(TASK MATERIAL)

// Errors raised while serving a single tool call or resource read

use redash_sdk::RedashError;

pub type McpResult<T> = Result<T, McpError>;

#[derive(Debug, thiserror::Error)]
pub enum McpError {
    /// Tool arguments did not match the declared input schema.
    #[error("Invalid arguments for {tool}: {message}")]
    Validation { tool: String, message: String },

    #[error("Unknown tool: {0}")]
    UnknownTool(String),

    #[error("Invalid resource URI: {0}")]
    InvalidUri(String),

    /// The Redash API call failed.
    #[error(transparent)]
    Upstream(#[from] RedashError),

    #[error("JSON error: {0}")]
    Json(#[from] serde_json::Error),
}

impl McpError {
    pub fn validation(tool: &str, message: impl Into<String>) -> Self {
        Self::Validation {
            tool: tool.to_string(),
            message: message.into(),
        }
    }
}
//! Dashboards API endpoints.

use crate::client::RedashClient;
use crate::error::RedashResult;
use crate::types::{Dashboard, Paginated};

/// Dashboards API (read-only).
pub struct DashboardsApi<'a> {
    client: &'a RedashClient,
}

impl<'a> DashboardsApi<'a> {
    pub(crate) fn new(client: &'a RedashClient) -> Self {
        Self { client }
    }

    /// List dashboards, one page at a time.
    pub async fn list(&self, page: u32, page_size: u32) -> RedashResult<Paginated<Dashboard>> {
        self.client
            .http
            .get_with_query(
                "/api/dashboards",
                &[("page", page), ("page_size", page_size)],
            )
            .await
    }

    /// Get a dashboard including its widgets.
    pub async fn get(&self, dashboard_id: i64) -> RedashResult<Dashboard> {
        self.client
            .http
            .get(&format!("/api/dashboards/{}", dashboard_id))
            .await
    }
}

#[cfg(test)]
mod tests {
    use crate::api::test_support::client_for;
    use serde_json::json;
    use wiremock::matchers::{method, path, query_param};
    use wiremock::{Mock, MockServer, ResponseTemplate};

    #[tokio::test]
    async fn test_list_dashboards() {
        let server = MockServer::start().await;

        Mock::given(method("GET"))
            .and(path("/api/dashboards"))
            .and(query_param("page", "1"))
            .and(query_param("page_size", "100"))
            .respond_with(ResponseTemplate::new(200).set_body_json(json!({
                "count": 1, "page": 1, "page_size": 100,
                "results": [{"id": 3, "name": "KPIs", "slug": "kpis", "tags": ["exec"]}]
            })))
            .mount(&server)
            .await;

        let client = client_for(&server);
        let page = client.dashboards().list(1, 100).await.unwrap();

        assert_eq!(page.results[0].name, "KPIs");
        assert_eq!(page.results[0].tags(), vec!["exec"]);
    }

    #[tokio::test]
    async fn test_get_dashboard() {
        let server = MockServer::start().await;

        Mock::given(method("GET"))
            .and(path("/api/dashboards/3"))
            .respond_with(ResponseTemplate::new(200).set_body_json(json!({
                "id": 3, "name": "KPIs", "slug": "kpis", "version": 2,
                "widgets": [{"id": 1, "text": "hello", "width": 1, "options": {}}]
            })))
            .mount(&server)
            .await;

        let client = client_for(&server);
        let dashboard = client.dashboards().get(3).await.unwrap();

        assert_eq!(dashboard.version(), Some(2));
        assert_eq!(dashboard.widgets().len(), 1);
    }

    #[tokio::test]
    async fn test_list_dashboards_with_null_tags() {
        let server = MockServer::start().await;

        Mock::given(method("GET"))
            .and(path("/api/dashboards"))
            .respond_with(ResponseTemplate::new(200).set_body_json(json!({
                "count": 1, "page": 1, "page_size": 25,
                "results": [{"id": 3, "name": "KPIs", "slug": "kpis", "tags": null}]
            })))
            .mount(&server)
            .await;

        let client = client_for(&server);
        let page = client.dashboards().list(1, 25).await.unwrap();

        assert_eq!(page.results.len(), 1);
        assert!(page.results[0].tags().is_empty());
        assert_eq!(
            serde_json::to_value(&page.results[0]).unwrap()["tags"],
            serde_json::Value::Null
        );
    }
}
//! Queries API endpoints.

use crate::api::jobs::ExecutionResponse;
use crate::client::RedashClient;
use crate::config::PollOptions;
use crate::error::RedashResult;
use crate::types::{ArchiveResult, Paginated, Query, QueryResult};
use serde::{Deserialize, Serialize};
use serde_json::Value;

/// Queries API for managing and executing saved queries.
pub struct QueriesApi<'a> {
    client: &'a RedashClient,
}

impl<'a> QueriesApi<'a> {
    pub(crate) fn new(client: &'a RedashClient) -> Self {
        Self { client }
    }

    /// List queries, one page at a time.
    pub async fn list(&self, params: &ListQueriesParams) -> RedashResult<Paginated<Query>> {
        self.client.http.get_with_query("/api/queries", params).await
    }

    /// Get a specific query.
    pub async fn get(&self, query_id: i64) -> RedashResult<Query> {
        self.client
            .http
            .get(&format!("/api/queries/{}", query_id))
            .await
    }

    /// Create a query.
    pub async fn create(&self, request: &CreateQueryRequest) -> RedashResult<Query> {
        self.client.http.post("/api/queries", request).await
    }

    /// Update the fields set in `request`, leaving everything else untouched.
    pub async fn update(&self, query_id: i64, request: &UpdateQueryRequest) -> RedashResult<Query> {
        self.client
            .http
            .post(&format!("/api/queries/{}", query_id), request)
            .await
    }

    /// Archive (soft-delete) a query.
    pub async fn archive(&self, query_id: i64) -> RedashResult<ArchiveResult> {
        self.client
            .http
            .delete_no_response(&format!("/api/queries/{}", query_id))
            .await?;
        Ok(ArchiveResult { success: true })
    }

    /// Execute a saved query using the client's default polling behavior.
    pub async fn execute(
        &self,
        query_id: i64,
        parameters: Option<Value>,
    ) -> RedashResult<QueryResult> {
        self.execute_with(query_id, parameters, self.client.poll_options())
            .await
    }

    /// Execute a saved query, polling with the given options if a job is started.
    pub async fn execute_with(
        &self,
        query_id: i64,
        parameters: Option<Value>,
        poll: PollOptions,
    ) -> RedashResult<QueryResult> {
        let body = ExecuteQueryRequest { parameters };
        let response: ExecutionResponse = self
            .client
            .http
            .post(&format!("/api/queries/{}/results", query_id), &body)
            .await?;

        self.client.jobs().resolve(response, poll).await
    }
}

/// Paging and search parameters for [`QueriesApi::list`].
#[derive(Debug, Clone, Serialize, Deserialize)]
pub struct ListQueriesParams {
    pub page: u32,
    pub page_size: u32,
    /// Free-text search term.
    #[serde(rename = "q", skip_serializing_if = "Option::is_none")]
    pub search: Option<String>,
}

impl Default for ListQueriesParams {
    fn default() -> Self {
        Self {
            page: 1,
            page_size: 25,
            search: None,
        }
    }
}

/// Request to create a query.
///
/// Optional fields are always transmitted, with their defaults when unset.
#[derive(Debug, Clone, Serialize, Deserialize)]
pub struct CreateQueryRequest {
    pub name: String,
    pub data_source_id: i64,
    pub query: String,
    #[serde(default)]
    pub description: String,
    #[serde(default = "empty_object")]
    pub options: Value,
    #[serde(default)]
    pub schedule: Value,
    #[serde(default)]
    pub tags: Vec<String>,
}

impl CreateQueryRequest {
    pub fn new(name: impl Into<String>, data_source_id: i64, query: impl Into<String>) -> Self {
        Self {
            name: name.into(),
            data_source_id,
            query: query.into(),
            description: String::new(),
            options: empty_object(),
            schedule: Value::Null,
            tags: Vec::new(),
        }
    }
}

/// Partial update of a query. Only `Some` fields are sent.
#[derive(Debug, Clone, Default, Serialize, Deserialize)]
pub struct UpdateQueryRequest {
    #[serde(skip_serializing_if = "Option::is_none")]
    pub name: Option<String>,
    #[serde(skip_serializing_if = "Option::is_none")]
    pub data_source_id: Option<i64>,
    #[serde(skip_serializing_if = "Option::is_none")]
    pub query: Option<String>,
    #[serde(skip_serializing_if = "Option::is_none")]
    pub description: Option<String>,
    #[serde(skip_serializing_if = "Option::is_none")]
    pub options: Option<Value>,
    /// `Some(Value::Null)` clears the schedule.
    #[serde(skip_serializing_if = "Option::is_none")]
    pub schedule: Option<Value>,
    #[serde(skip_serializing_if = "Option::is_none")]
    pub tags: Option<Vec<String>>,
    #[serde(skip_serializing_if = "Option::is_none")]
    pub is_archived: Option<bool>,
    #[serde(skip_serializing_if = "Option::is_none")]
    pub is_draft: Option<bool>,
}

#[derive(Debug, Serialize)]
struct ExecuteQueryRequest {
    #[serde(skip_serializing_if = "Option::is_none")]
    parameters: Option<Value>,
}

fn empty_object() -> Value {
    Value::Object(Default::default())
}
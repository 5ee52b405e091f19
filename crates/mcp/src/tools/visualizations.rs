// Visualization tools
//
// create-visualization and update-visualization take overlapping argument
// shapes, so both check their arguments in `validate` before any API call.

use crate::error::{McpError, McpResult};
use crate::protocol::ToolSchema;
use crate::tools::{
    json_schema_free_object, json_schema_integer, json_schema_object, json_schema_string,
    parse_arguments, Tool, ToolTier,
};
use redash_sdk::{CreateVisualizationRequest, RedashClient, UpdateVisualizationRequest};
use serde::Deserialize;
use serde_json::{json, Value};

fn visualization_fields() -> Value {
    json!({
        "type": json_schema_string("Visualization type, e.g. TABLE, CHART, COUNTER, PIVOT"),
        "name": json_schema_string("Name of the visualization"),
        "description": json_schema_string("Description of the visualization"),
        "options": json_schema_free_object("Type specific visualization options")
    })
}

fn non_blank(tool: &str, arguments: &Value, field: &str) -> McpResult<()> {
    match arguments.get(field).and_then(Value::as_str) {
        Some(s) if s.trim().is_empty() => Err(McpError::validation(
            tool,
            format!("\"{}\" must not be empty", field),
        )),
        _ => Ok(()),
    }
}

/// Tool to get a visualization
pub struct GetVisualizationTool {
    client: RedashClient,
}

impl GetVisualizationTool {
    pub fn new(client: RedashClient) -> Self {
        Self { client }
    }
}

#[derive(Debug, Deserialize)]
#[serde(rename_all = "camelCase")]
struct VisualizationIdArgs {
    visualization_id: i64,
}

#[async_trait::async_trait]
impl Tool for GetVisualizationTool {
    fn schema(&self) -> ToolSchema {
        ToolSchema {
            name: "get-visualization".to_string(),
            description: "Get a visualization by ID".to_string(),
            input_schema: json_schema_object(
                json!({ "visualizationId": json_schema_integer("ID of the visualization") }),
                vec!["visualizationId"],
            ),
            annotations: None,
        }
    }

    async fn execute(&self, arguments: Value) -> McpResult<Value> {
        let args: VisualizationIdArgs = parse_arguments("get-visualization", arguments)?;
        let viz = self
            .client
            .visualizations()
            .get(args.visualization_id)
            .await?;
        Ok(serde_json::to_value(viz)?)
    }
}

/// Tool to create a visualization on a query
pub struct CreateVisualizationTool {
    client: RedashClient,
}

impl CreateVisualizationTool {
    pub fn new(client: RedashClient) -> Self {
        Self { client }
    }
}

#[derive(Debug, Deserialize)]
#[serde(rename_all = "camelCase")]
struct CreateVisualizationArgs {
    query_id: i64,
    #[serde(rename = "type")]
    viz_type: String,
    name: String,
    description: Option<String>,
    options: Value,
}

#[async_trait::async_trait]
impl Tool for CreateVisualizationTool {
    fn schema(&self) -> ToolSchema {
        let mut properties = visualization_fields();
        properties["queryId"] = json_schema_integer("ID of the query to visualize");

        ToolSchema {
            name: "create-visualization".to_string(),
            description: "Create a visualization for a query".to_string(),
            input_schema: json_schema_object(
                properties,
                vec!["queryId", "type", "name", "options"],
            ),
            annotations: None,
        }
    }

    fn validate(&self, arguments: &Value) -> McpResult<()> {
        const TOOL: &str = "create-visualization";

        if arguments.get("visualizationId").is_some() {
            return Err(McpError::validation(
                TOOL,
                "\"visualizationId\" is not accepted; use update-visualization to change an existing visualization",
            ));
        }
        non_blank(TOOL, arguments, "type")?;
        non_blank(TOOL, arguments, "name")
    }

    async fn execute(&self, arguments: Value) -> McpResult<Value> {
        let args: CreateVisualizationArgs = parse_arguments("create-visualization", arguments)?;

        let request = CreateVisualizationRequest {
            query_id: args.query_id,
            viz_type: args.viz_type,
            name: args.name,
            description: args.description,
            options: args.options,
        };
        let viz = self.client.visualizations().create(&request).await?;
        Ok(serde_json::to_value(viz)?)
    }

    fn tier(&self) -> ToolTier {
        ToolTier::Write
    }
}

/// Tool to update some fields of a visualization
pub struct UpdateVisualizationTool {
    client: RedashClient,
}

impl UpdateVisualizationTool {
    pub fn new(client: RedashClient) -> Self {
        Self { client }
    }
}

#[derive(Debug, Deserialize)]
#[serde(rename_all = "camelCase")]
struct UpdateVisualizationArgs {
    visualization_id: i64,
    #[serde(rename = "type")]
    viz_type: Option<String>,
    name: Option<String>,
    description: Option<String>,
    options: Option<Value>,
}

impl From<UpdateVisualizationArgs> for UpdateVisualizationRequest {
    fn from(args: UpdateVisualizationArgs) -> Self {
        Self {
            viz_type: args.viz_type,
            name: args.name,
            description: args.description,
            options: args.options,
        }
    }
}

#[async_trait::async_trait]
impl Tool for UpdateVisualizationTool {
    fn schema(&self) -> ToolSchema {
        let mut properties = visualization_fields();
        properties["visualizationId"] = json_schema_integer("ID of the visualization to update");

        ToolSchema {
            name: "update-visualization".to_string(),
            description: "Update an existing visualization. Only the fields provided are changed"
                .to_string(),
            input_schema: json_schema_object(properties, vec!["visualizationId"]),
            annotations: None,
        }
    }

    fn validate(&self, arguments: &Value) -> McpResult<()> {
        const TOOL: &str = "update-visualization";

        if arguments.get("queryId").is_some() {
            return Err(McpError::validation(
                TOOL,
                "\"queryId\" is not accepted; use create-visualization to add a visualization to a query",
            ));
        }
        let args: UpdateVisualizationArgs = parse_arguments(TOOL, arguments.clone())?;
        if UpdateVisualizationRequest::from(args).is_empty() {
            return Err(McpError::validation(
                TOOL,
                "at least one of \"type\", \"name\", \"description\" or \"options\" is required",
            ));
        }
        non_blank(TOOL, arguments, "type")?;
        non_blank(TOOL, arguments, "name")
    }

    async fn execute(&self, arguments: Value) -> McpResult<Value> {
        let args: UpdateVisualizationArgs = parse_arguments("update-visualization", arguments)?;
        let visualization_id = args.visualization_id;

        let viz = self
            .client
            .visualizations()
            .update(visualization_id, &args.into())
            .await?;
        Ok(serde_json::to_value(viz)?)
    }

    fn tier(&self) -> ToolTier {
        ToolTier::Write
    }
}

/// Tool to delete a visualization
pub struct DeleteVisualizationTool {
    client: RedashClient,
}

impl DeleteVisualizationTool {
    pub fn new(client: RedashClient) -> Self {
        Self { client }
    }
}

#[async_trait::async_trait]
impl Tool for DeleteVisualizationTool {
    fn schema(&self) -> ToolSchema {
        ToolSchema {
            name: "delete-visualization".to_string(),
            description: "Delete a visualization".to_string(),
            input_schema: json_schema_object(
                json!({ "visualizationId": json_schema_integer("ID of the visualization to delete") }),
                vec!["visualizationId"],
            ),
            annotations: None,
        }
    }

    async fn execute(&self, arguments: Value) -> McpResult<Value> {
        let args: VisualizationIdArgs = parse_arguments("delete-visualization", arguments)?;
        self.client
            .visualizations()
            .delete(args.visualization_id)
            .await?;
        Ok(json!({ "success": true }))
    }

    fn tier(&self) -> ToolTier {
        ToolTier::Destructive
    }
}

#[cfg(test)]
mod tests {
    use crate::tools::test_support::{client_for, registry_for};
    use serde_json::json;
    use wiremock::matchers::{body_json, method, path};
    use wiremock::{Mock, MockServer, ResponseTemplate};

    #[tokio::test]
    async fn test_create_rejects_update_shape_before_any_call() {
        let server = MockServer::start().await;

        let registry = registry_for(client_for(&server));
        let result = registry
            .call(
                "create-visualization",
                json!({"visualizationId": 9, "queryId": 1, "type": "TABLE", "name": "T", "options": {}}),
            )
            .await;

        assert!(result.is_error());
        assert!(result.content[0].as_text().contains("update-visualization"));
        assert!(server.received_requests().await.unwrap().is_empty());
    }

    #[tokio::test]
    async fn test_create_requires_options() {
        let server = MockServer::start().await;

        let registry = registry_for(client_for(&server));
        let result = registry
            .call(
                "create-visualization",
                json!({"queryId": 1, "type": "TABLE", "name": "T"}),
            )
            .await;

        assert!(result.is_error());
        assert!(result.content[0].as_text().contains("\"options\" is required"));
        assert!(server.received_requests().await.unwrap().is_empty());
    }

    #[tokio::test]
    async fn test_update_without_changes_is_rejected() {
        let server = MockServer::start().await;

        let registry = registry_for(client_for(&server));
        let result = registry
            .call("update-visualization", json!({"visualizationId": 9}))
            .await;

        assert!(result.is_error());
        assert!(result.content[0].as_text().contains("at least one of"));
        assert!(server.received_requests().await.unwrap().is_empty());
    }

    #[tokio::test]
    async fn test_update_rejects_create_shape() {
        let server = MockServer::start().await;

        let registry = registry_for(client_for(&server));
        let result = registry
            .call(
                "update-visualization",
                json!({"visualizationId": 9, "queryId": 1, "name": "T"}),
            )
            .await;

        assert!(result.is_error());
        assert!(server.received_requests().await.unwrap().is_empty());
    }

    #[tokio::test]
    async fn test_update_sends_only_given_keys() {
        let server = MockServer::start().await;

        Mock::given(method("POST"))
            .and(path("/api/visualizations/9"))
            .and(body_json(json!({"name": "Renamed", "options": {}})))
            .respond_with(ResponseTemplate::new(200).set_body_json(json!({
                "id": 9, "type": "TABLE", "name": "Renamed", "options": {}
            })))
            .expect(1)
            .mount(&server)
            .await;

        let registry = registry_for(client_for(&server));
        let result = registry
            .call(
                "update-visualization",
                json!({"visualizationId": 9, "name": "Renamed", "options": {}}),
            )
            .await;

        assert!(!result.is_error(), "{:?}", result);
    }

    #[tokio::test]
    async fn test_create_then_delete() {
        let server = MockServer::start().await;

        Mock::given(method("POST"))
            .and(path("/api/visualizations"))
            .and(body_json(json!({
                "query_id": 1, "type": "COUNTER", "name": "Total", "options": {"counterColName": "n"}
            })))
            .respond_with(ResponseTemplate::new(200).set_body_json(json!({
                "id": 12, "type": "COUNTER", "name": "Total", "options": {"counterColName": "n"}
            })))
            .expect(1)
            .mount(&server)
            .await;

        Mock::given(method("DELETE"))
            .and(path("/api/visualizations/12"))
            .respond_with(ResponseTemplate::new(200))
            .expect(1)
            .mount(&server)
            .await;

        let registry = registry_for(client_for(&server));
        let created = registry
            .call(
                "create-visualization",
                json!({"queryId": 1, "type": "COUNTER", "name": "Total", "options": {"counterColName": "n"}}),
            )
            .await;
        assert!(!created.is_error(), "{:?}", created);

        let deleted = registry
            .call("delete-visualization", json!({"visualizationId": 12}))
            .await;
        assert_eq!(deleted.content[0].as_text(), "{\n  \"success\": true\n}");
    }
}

(End TASK MATERIAL)

*BRIEF*
State the number of lines above that hold the string "RedashResult", with nothing added.

*RESULT OF THIS EXERCISE*
11